Short victory jokes and puns are one of the best ways to have fun with word play in English. The victory humour may include short winning jokes also.

  1. Hillary's mad at Satan Hillary: Satan! We had a deal! Where's the election victory that you promised me?
    Satan: Where's the soul that you said you had?
  2. In the annual gay vs straight basketball game, the gay team has prevailed, in what was a come from behind victory.
  3. In the latest federal North Korean election, Kim Jung Un won 100% of the vote. A landslide victory against his sole competitor: "*Or else*".
  4. What did the Saudi man say to celebrate their unlikely World Cup victory? A. Great execution!
  5. Don't think that colour doesn't matter. Brown, yellow and black must be eliminated so that only white remains. It's the only way to reach victory. Said the snooker teacher.

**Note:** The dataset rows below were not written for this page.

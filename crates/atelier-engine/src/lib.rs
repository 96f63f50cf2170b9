//! Order and production workflow orchestration.
//!
//! The engine wires the domain crate to the stores and owns every side
//! effect of the order lifecycle:
//!
//! - order creation: per-line pricing, atomic discount consumption,
//!   atomic persistence
//! - status transitions: per-order serialization via optimistic versions,
//!   with a single automatic retry on conflict
//! - transition side effects: queue item creation on payment-verified,
//!   idempotent loyalty credit on delivery, queue cancellation on cancel
//! - the production queue manager, with partial-success bulk operations
//! - the public tracking view with masked customer details
//!
//! Notifications are dispatched after a transition commits; a sink failure
//! is logged and never undoes the transition.

pub mod auth;
pub mod catalog;
pub mod config;
pub mod error;
pub mod notify;
pub mod orders;
pub mod queue;
pub mod tracking;

pub use auth::Role;
pub use catalog::InMemoryCatalog;
pub use config::EngineConfig;
pub use error::EngineError;
pub use notify::{NoopSink, Notification, NotificationSink, NotifyError};
pub use orders::{OrderReceipt, OrderService};
pub use queue::{AssignOutcome, ProductionQueueManager, StageUpdateOutcome};
pub use tracking::TrackingView;
//! Money type for representing monetary values.
//!
//! Uses an integer amount in the smallest currency unit (paise) to avoid
//! floating-point precision issues. The storefront trades in a single
//! currency, so no currency tag is carried.

use serde::{Deserialize, Serialize};
use std::fmt;
use std::ops::{Add, Mul, Sub};

/// A monetary value in the smallest currency unit (paise).
///
/// 100 paise = 1 rupee, so `Money::new(4999)` displays as `Rs 49.99`.
#[derive(
    Debug, Clone, Copy, PartialEq, Eq, PartialOrd, Ord, Hash, Serialize, Deserialize, Default,
)]
pub struct Money {
    /// Amount in paise.
    pub amount: i64,
}

impl Money {
    /// Create a new Money value from paise.
    pub fn new(amount: i64) -> Self {
        Self { amount }
    }

    /// Create a Money value from whole rupees.
    pub fn from_rupees(rupees: i64) -> Self {
        Self::new(rupees * 100)
    }

    /// Zero amount.
    pub fn zero() -> Self {
        Self::new(0)
    }

    /// Check if this is zero.
    pub fn is_zero(&self) -> bool {
        self.amount == 0
    }

    /// Check if this is negative.
    pub fn is_negative(&self) -> bool {
        self.amount < 0
    }

    /// Whole-rupee part of the amount, truncated toward zero.
    pub fn whole_units(&self) -> i64 {
        self.amount / 100
    }

    /// Checked addition.
    pub fn try_add(&self, other: &Money) -> Option<Money> {
        self.amount.checked_add(other.amount).map(Money::new)
    }

    /// Checked subtraction.
    pub fn try_subtract(&self, other: &Money) -> Option<Money> {
        self.amount.checked_sub(other.amount).map(Money::new)
    }

    /// Checked multiplication by a scalar.
    pub fn try_multiply(&self, factor: i64) -> Option<Money> {
        self.amount.checked_mul(factor).map(Money::new)
    }

    /// Checked scale by a rational `numerator / denominator`, rounding
    /// half up. This is the one place division enters monetary math
    /// (percentage discounts, per-meter fabric rates, multiplier stacks).
    ///
    /// Amounts and numerators are expected to be non-negative; the
    /// denominator must be positive.
    pub fn try_scale(&self, numerator: i64, denominator: i64) -> Option<Money> {
        if denominator <= 0 {
            return None;
        }
        let scaled = self.amount.checked_mul(numerator)?;
        let rounded = scaled.checked_add(denominator / 2)?.div_euclid(denominator);
        Some(Money::new(rounded))
    }

    /// Percentage of this amount, rounding half up.
    pub fn try_percent(&self, percent: i64) -> Option<Money> {
        self.try_scale(percent, 100)
    }

    /// The smaller of two amounts.
    pub fn min(self, other: Money) -> Money {
        Money::new(self.amount.min(other.amount))
    }

    /// Checked sum of an iterator of Money values.
    pub fn try_sum<'a>(iter: impl Iterator<Item = &'a Money>) -> Option<Money> {
        let mut total = Money::zero();
        for m in iter {
            total = total.try_add(m)?;
        }
        Some(total)
    }

    /// Format as a display string (e.g., "Rs 49.99").
    pub fn display(&self) -> String {
        let sign = if self.amount < 0 { "-" } else { "" };
        let abs = self.amount.abs();
        format!("{}Rs {}.{:02}", sign, abs / 100, abs % 100)
    }
}

impl Add for Money {
    type Output = Money;

    fn add(self, other: Money) -> Money {
        Money::new(self.amount + other.amount)
    }
}

impl Sub for Money {
    type Output = Money;

    fn sub(self, other: Money) -> Money {
        Money::new(self.amount - other.amount)
    }
}

impl Mul<i64> for Money {
    type Output = Money;

    fn mul(self, factor: i64) -> Money {
        Money::new(self.amount * factor)
    }
}

impl fmt::Display for Money {
    fn fmt(&self, f: &mut fmt::Formatter<'_>) -> fmt::Result {
        write!(f, "{}", self.display())
    }
}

  6. My girlfriend: Oh baby I want you to tease me. Me: Plays three seconds of the SpongeBob Sweet Victory clip.
    My Girlfriend: Oooh you dirty tease!
  7. What did the Jamaican say after winning the barefoot marathon? "Da trill of victory always betta dan de agony of de feet!"
  8. The weather in New England meant they had to delay the victory parade for the Patriots. They must feel really deflated.
  9. We Asked Donald Trump How He Felt About His Victory He answered: "I feel like a small loan of a million bucks"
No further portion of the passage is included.